BEGIN AVAILABLE DATA
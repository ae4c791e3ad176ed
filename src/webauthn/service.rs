//! Passkey service: relying-party configuration and the flow orchestrator.
//!
//! `PasskeyService` coordinates the multi-step ceremonies:
//! 1. Issue a challenge through the TTL-backed key-value collaborator.
//! 2. Verify the browser's response against the consumed challenge and the
//!    configured relying party.
//! 3. Persist or update the credential record.
//!
//! The registration and authentication flows live in their own modules as
//! impl blocks on this type.

use super::challenge::ChallengeStore;
use super::error::WebauthnError;
use super::types::{self, CollectedClientData};
use crate::store::{CredentialStore, KeyValueStore, UserStore};
use anyhow::{Result, anyhow};
use sha2::{Digest, Sha256};
use std::time::Duration;
use url::Url;

/// Challenges expire after 15 minutes.
pub const DEFAULT_CHALLENGE_TTL: Duration = Duration::from_secs(15 * 60);

/// Client-side ceremony timeout relayed in the options.
pub(crate) const CEREMONY_TIMEOUT_MS: u32 = 60_000;

/// COSE algorithm identifier for ES256, the only algorithm we verify.
pub(crate) const COSE_ALG_ES256: i64 = -7;

/// Relying-party identity the credentials are scoped to.
#[derive(Debug, Clone)]
pub struct RpConfig {
    rp_id: String,
    rp_name: String,
    origin: String,
    challenge_ttl: Duration,
}

impl RpConfig {
    /// Create a relying-party configuration.
    ///
    /// # Errors
    /// Returns error if the RP ID is empty or the origin is not a valid URL
    /// with a host.
    pub fn new(
        rp_id: &str,
        rp_name: &str,
        origin: &str,
        challenge_ttl: Duration,
    ) -> Result<Self> {
        if rp_id.trim().is_empty() {
            return Err(anyhow!("Relying-party ID must not be empty"));
        }
        Ok(Self {
            rp_id: rp_id.trim().to_string(),
            rp_name: rp_name.trim().to_string(),
            origin: normalize_origin(origin)?,
            challenge_ttl,
        })
    }

    #[must_use]
    pub fn rp_id(&self) -> &str {
        &self.rp_id
    }

    #[must_use]
    pub fn rp_name(&self) -> &str {
        &self.rp_name
    }

    #[must_use]
    pub fn origin(&self) -> &str {
        &self.origin
    }

    #[must_use]
    pub fn challenge_ttl(&self) -> Duration {
        self.challenge_ttl
    }

    /// SHA-256 of the RP ID, the value authenticators embed in their data.
    #[must_use]
    pub fn rp_id_hash(&self) -> [u8; 32] {
        Sha256::digest(self.rp_id.as_bytes()).into()
    }
}

fn normalize_origin(origin: &str) -> Result<String> {
    let parsed = Url::parse(origin).map_err(|_| anyhow!("Invalid origin URL: {origin}"))?;
    let host = parsed
        .host_str()
        .ok_or_else(|| anyhow!("Origin must include a host: {origin}"))?;
    let port = parsed
        .port()
        .map_or_else(String::new, |port| format!(":{port}"));
    Ok(format!("{}://{}{}", parsed.scheme(), host, port))
}

pub struct PasskeyService<U, C, K> {
    pub(super) config: RpConfig,
    pub(super) users: U,
    pub(super) credentials: C,
    pub(super) challenges: ChallengeStore<K>,
}

impl<U, C, K> PasskeyService<U, C, K>
where
    U: UserStore,
    C: CredentialStore,
    K: KeyValueStore,
{
    pub fn new(config: RpConfig, users: U, credentials: C, kv: K) -> Self {
        let challenges = ChallengeStore::new(kv, config.challenge_ttl());
        Self {
            config,
            users,
            credentials,
            challenges,
        }
    }

    #[must_use]
    pub fn config(&self) -> &RpConfig {
        &self.config
    }

    /// Check the signed client data against the consumed challenge and the
    /// configured relying party. The challenge comparison is byte-exact.
    pub(super) fn verify_client_data(
        &self,
        client_data: &[u8],
        expected_ceremony: &str,
        expected_challenge: &[u8],
    ) -> Result<(), WebauthnError> {
        let data = CollectedClientData::parse(client_data)?;
        if data.ceremony != expected_ceremony {
            return Err(WebauthnError::ChallengeMismatch);
        }
        if data.challenge != types::b64url_encode(expected_challenge) {
            return Err(WebauthnError::ChallengeMismatch);
        }
        if data.origin != self.config.origin() {
            return Err(WebauthnError::ChallengeMismatch);
        }
        Ok(())
    }
}

#[cfg(test)]
mod tests {
    use super::*;
    use crate::store::{MemoryCredentialStore, MemoryKv, MemoryUserStore};

    fn service() -> PasskeyService<MemoryUserStore, MemoryCredentialStore, MemoryKv> {
        let config = RpConfig::new(
            "example.com",
            "Example",
            "https://app.example.com",
            DEFAULT_CHALLENGE_TTL,
        )
        .expect("valid config");
        PasskeyService::new(
            config,
            MemoryUserStore::new(),
            MemoryCredentialStore::new(),
            MemoryKv::new(),
        )
    }

    #[test]
    fn rp_config_rejects_empty_rp_id() {
        assert!(RpConfig::new(" ", "Example", "https://x.com", DEFAULT_CHALLENGE_TTL).is_err());
    }

    #[test]
    fn rp_config_rejects_hostless_origin() {
        assert!(
            RpConfig::new("example.com", "Example", "not a url", DEFAULT_CHALLENGE_TTL).is_err()
        );
    }

    #[test]
    fn origin_is_normalized_without_path() {
        let config = RpConfig::new(
            "example.com",
            "Example",
            "https://app.example.com/login/",
            DEFAULT_CHALLENGE_TTL,
        )
        .expect("valid config");
        assert_eq!(config.origin(), "https://app.example.com");
    }

    #[test]
    fn rp_id_hash_is_sha256_of_rp_id() {
        let config = RpConfig::new(
            "example.com",
            "Example",
            "https://app.example.com",
            DEFAULT_CHALLENGE_TTL,
        )
        .expect("valid config");
        let expected: [u8; 32] = Sha256::digest(b"example.com").into();
        assert_eq!(config.rp_id_hash(), expected);
    }

    #[test]
    fn client_data_ceremony_mismatch_is_rejected() {
        let service = service();
        let challenge = b"0123456789abcdef0123456789abcdef";
        let client_data = format!(
            r#"{{"type":"webauthn.get","challenge":"{}","origin":"https://app.example.com"}}"#,
            types::b64url_encode(challenge)
        );
        let result =
            service.verify_client_data(client_data.as_bytes(), "webauthn.create", challenge);
        assert!(matches!(result, Err(WebauthnError::ChallengeMismatch)));
    }

    #[test]
    fn client_data_origin_mismatch_is_rejected() {
        let service = service();
        let challenge = b"0123456789abcdef0123456789abcdef";
        let client_data = format!(
            r#"{{"type":"webauthn.create","challenge":"{}","origin":"https://evil.example.com"}}"#,
            types::b64url_encode(challenge)
        );
        let result =
            service.verify_client_data(client_data.as_bytes(), "webauthn.create", challenge);
        assert!(matches!(result, Err(WebauthnError::ChallengeMismatch)));
    }

    #[test]
    fn client_data_match_is_accepted() {
        let service = service();
        let challenge = b"0123456789abcdef0123456789abcdef";
        let client_data = format!(
            r#"{{"type":"webauthn.create","challenge":"{}","origin":"https://app.example.com"}}"#,
            types::b64url_encode(challenge)
        );
        let result =
            service.verify_client_data(client_data.as_bytes(), "webauthn.create", challenge);
        assert!(result.is_ok());
    }
}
END AVAILABLE DATA
> TASK ITEM
A faithful, complete copy of the entries above is required.

> RESPONSE BELOW
repository ae4c791e3ad176ed
filename src/webauthn/service.rs
//! Passkey service: relying-party configuration and the flow orchestrator.
//!
//! `PasskeyService` coordinates the multi-step ceremonies:
//! 1. Issue a challenge through the TTL-backed key-value collaborator.
//! 2. Verify the browser's response against the consumed challenge and the
//!    configured relying party.
//! 3. Persist or update the credential record.
//!
//! The registration and authentication flows live in their own modules as
//! impl blocks on this type.

use super::challenge::ChallengeStore;
use super::error::WebauthnError;
use super::types::{self, CollectedClientData};
use crate::store::{CredentialStore, KeyValueStore, UserStore};
use anyhow::{Result, anyhow};
use sha2::{Digest, Sha256};
use std::time::Duration;
use url::Url;

/// Challenges expire after 15 minutes.
pub const DEFAULT_CHALLENGE_TTL: Duration = Duration::from_secs(15 * 60);

/// Client-side ceremony timeout relayed in the options.
pub(crate) const CEREMONY_TIMEOUT_MS: u32 = 60_000;

/// COSE algorithm identifier for ES256, the only algorithm we verify.
pub(crate) const COSE_ALG_ES256: i64 = -7;

/// Relying-party identity the credentials are scoped to.
#[derive(Debug, Clone)]
pub struct RpConfig {
    rp_id: String,
    rp_name: String,
    origin: String,
    challenge_ttl: Duration,
}

impl RpConfig {
    /// Create a relying-party configuration.
    ///
    /// # Errors
    /// Returns error if the RP ID is empty or the origin is not a valid URL
    /// with a host.
    pub fn new(
        rp_id: &str,
        rp_name: &str,
        origin: &str,
        challenge_ttl: Duration,
    ) -> Result<Self> {
        if rp_id.trim().is_empty() {
            return Err(anyhow!("Relying-party ID must not be empty"));
        }
        Ok(Self {
            rp_id: rp_id.trim().to_string(),
            rp_name: rp_name.trim().to_string(),
            origin: normalize_origin(origin)?,
            challenge_ttl,
        })
    }

    #[must_use]
    pub fn rp_id(&self) -> &str {
        &self.rp_id
    }

    #[must_use]
    pub fn rp_name(&self) -> &str {
        &self.rp_name
    }

    #[must_use]
    pub fn origin(&self) -> &str {
        &self.origin
    }

    #[must_use]
    pub fn challenge_ttl(&self) -> Duration {
        self.challenge_ttl
    }

    /// SHA-256 of the RP ID, the value authenticators embed in their data.
    #[must_use]
    pub fn rp_id_hash(&self) -> [u8; 32] {
        Sha256::digest(self.rp_id.as_bytes()).into()
    }
}

fn normalize_origin(origin: &str) -> Result<String> {
    let parsed = Url::parse(origin).map_err(|_| anyhow!("Invalid origin URL: {origin}"))?;
    let host = parsed
        .host_str()
        .ok_or_else(|| anyhow!("Origin must include a host: {origin}"))?;
    let port = parsed
        .port()
        .map_or_else(String::new, |port| format!(":{port}"));
    Ok(format!("{}://{}{}", parsed.scheme(), host, port))
}

pub struct PasskeyService<U, C, K> {
    pub(super) config: RpConfig,
    pub(super) users: U,
    pub(super) credentials: C,
    pub(super) challenges: ChallengeStore<K>,
}

impl<U, C, K> PasskeyService<U, C, K>
where
    U: UserStore,
    C: CredentialStore,
    K: KeyValueStore,
{
    pub fn new(config: RpConfig, users: U, credentials: C, kv: K) -> Self {
        let challenges = ChallengeStore::new(kv, config.challenge_ttl());
        Self {
            config,
            users,
            credentials,
            challenges,
        }
    }

    #[must_use]
    pub fn config(&self) -> &RpConfig {
        &self.config
    }

    /// Check the signed client data against the consumed challenge and the
    /// configured relying party. The challenge comparison is byte-exact.
    pub(super) fn verify_client_data(
        &self,
        client_data: &[u8],
        expected_ceremony: &str,
        expected_challenge: &[u8],
    ) -> Result<(), WebauthnError> {
        let data = CollectedClientData::parse(client_data)?;
        if data.ceremony != expected_ceremony {
            return Err(WebauthnError::ChallengeMismatch);
        }
        if data.challenge != types::b64url_encode(expected_challenge) {
            return Err(WebauthnError::ChallengeMismatch);
        }
        if data.origin != self.config.origin() {
            return Err(WebauthnError::ChallengeMismatch);
        }
        Ok(())
    }
}

#[cfg(test)]
mod tests {
    use super::*;
    use crate::store::{MemoryCredentialStore, MemoryKv, MemoryUserStore};

    fn service() -> PasskeyService<MemoryUserStore, MemoryCredentialStore, MemoryKv> {
        let config = RpConfig::new(
            "example.com",
            "Example",
            "https://app.example.com",
            DEFAULT_CHALLENGE_TTL,
        )
        .expect("valid config");
        PasskeyService::new(
            config,
            MemoryUserStore::new(),
            MemoryCredentialStore::new(),
            MemoryKv::new(),
        )
    }

    #[test]
    fn rp_config_rejects_empty_rp_id() {
        assert!(RpConfig::new(" ", "Example", "https://x.com", DEFAULT_CHALLENGE_TTL).is_err());
    }

    #[test]
    fn rp_config_rejects_hostless_origin() {
        assert!(
            RpConfig::new("example.com", "Example", "not a url", DEFAULT_CHALLENGE_TTL).is_err()
        );
    }

    #[test]
    fn origin_is_normalized_without_path() {
        let config = RpConfig::new(
            "example.com",
            "Example",
            "https://app.example.com/login/",
            DEFAULT_CHALLENGE_TTL,
        )
        .expect("valid config");
        assert_eq!(config.origin(), "https://app.example.com");
    }

    #[test]
    fn rp_id_hash_is_sha256_of_rp_id() {
        let config = RpConfig::new(
            "example.com",
            "Example",
            "https://app.example.com",
            DEFAULT_CHALLENGE_TTL,
        )
        .expect("valid config");
        let expected: [u8; 32] = Sha256::digest(b"example.com").into();
        assert_eq!(config.rp_id_hash(), expected);
    }

    #[test]
    fn client_data_ceremony_mismatch_is_rejected() {
        let service = service();
        let challenge = b"0123456789abcdef0123456789abcdef";
        let client_data = format!(
            r#"{{"type":"webauthn.get","challenge":"{}","origin":"https://app.example.com"}}"#,
            types::b64url_encode(challenge)
        );
        let result =
            service.verify_client_data(client_data.as_bytes(), "webauthn.create", challenge);
        assert!(matches!(result, Err(WebauthnError::ChallengeMismatch)));
    }

    #[test]
    fn client_data_origin_mismatch_is_rejected() {
        let service = service();
        let challenge = b"0123456789abcdef0123456789abcdef";
        let client_data = format!(
            r#"{{"type":"webauthn.create","challenge":"{}","origin":"https://evil.example.com"}}"#,
            types::b64url_encode(challenge)
        );
        let result =
            service.verify_client_data(client_data.as_bytes(), "webauthn.create", challenge);
        assert!(matches!(result, Err(WebauthnError::ChallengeMismatch)));
    }

    #[test]
    fn client_data_match_is_accepted() {
        let service = service();
        let challenge = b"0123456789abcdef0123456789abcdef";
        let client_data = format!(
            r#"{{"type":"webauthn.create","challenge":"{}","origin":"https://app.example.com"}}"#,
            types::b64url_encode(challenge)
        );
        let result =
            service.verify_client_data(client_data.as_bytes(), "webauthn.create", challenge);
        assert!(result.is_ok());
    }
}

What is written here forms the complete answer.